### PROVIDED ENTRIES
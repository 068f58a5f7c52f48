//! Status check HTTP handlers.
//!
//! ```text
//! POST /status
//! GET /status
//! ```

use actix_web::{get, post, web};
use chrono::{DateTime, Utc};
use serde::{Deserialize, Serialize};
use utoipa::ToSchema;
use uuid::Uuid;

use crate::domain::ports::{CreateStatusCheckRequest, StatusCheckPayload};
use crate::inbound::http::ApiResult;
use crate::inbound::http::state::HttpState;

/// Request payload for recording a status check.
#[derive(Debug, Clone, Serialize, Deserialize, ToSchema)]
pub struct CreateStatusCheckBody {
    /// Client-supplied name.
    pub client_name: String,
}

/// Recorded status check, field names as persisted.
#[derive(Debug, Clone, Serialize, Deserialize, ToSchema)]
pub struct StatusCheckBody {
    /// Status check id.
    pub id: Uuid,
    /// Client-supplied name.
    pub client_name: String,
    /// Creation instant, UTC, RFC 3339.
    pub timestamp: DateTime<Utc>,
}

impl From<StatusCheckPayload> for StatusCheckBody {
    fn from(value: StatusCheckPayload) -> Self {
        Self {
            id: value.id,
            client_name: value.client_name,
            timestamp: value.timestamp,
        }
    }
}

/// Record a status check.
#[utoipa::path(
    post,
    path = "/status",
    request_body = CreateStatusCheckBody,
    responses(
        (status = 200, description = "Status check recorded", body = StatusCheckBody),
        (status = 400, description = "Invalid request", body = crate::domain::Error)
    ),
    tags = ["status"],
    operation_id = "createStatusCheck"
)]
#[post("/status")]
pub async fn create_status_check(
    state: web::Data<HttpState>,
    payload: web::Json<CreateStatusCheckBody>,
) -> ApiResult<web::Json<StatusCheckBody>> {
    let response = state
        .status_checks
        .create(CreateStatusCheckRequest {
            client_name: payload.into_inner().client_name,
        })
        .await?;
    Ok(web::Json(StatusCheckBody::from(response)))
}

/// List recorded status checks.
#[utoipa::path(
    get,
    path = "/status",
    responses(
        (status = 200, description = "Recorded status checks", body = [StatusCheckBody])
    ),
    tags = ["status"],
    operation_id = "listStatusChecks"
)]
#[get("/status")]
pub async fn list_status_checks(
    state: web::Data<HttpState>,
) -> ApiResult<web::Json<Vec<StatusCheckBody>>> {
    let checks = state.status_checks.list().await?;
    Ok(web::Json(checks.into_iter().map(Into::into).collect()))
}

...

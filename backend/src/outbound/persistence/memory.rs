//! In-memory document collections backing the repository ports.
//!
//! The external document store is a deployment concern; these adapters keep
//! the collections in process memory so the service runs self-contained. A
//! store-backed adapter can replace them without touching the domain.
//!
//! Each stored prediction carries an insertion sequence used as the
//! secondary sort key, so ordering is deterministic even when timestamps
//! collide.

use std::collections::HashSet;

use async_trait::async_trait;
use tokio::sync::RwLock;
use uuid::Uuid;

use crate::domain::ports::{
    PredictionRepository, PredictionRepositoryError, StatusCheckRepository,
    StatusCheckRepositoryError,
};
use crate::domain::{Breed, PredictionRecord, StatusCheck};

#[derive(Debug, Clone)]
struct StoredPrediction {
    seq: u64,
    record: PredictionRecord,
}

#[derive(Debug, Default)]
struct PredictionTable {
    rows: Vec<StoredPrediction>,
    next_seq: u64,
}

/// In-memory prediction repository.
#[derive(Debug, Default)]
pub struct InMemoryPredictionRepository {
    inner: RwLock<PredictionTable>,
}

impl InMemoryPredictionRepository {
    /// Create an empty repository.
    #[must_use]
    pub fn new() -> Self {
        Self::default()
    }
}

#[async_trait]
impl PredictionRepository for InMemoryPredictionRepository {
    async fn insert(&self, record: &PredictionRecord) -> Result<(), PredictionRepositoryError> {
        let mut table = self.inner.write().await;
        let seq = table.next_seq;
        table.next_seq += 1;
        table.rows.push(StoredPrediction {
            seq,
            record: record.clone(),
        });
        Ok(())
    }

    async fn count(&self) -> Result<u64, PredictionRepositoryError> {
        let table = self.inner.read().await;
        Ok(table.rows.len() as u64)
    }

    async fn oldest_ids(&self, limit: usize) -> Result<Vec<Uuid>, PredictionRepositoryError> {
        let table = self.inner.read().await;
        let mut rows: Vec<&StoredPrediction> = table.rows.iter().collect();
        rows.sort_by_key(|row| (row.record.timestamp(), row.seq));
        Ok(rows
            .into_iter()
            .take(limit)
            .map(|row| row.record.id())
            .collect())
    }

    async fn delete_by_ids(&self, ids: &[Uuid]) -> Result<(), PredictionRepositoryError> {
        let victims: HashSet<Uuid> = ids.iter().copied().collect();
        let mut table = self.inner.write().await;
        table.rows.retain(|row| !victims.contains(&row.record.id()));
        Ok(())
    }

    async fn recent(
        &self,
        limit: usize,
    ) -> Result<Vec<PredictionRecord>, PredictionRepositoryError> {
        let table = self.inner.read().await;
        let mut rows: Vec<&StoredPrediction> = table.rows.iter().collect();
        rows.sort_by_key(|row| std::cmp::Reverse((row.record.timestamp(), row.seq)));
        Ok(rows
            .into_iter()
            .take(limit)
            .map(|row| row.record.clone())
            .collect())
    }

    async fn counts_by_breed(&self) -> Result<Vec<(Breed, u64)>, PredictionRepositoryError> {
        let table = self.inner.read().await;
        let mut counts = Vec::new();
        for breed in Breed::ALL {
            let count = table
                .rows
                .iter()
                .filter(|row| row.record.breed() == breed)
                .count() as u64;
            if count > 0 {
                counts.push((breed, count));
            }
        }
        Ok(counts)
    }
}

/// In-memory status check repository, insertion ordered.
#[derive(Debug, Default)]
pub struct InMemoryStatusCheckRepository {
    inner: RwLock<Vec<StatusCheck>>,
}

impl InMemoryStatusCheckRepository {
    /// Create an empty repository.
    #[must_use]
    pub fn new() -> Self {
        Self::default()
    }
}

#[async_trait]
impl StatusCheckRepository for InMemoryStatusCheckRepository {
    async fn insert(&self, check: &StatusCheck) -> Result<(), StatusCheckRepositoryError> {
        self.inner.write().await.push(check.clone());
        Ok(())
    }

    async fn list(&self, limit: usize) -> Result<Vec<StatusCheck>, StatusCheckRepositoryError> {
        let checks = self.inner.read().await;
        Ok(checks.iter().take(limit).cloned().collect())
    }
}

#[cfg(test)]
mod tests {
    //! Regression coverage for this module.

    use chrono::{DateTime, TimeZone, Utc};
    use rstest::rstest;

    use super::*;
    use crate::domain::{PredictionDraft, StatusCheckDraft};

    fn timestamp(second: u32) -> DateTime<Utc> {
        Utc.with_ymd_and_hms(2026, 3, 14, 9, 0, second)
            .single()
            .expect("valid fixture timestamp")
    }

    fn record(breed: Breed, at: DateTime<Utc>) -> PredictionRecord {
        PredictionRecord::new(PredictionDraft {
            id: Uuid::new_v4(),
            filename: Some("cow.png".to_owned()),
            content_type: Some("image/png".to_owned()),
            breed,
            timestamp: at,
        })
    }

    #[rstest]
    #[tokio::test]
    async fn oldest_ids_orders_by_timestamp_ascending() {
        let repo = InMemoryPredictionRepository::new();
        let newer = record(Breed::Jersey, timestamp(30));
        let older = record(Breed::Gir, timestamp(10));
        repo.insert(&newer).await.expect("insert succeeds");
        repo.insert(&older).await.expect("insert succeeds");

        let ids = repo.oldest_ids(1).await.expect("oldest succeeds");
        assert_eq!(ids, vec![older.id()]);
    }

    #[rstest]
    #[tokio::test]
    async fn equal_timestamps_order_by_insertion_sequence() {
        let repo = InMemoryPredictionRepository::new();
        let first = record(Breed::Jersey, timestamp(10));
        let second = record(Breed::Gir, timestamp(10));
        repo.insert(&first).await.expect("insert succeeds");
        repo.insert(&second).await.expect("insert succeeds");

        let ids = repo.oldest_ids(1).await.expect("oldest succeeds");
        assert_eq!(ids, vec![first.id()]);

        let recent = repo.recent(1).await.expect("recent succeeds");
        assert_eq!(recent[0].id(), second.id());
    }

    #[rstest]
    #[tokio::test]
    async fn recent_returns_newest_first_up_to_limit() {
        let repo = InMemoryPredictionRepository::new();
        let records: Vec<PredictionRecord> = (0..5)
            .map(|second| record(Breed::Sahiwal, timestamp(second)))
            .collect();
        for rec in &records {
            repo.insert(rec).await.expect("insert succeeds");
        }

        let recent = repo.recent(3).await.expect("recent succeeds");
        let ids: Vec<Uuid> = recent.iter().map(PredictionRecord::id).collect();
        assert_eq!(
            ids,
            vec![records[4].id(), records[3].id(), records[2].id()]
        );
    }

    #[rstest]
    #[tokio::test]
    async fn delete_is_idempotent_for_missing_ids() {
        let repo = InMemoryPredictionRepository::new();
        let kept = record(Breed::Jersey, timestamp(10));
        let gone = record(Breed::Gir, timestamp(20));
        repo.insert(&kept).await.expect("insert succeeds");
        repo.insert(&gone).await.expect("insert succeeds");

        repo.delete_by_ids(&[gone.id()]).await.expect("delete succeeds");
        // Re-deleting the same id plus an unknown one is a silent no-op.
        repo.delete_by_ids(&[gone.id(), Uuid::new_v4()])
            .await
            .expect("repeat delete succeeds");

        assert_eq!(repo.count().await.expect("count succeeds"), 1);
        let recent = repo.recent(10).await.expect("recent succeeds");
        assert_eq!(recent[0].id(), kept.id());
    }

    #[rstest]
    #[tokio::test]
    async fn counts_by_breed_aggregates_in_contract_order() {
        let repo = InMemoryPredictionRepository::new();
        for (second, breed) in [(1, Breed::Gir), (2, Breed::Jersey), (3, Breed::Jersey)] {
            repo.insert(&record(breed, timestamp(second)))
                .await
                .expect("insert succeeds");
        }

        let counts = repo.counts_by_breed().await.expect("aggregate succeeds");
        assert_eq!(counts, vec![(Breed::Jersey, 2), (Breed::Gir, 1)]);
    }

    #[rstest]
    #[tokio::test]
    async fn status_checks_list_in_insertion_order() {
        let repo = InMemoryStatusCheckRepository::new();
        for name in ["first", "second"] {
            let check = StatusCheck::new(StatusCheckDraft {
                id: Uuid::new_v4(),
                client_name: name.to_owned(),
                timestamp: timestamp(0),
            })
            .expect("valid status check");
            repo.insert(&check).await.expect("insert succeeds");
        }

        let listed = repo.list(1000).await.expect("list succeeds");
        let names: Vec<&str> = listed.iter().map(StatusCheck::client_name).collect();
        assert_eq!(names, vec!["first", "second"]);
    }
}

...

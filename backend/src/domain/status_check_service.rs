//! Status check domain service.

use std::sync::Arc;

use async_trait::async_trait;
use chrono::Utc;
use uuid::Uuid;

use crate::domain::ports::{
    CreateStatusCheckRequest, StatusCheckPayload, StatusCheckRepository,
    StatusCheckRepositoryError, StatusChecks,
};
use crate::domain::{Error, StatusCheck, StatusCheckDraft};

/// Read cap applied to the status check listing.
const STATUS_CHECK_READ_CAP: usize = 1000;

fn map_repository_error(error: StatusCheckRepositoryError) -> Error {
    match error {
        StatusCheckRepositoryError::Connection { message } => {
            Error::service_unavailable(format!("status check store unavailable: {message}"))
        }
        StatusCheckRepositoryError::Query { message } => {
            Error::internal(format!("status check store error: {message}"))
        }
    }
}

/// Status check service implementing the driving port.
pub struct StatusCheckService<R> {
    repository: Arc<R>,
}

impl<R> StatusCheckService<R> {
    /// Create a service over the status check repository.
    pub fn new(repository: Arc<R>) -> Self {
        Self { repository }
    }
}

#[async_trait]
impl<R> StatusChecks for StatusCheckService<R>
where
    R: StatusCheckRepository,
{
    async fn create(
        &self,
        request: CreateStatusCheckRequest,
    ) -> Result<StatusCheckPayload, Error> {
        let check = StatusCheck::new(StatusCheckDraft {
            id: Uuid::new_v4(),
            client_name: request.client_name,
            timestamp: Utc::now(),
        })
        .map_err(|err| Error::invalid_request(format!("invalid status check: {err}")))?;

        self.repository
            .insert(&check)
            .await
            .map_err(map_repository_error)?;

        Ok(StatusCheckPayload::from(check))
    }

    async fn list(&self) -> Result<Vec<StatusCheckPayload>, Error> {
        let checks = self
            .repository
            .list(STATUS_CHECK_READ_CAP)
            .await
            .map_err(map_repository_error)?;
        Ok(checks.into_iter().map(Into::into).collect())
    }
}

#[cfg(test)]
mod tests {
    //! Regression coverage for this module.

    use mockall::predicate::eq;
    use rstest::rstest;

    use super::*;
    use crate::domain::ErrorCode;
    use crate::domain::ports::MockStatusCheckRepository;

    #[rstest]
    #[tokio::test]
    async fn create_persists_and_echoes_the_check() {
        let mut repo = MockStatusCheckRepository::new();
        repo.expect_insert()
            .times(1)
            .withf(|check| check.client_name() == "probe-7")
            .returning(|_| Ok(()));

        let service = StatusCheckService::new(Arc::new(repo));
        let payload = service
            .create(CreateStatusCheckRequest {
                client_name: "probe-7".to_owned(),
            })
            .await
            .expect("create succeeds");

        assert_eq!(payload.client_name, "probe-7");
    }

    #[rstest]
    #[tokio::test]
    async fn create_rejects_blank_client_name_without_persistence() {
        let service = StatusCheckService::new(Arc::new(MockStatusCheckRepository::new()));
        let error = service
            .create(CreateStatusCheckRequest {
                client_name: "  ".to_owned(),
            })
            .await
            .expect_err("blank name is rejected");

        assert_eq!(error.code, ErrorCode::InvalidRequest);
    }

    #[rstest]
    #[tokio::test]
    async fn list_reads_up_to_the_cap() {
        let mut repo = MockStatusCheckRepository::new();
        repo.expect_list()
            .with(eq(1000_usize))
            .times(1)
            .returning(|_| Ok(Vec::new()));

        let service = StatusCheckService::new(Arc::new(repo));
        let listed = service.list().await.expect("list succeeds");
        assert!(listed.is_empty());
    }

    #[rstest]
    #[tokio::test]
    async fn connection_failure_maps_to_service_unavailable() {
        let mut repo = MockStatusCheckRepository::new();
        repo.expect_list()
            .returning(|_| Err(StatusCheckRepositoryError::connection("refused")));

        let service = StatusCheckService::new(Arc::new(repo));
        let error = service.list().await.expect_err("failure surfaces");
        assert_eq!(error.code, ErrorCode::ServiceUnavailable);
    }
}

### EXERCISE DESCRIPTION
Please return each line of the listing above that contains "HashSet".

### SOLUTION TO THIS EXERCISE
use std::collections::HashSet;
        let victims: HashSet<Uuid> = ids.iter().copied().collect();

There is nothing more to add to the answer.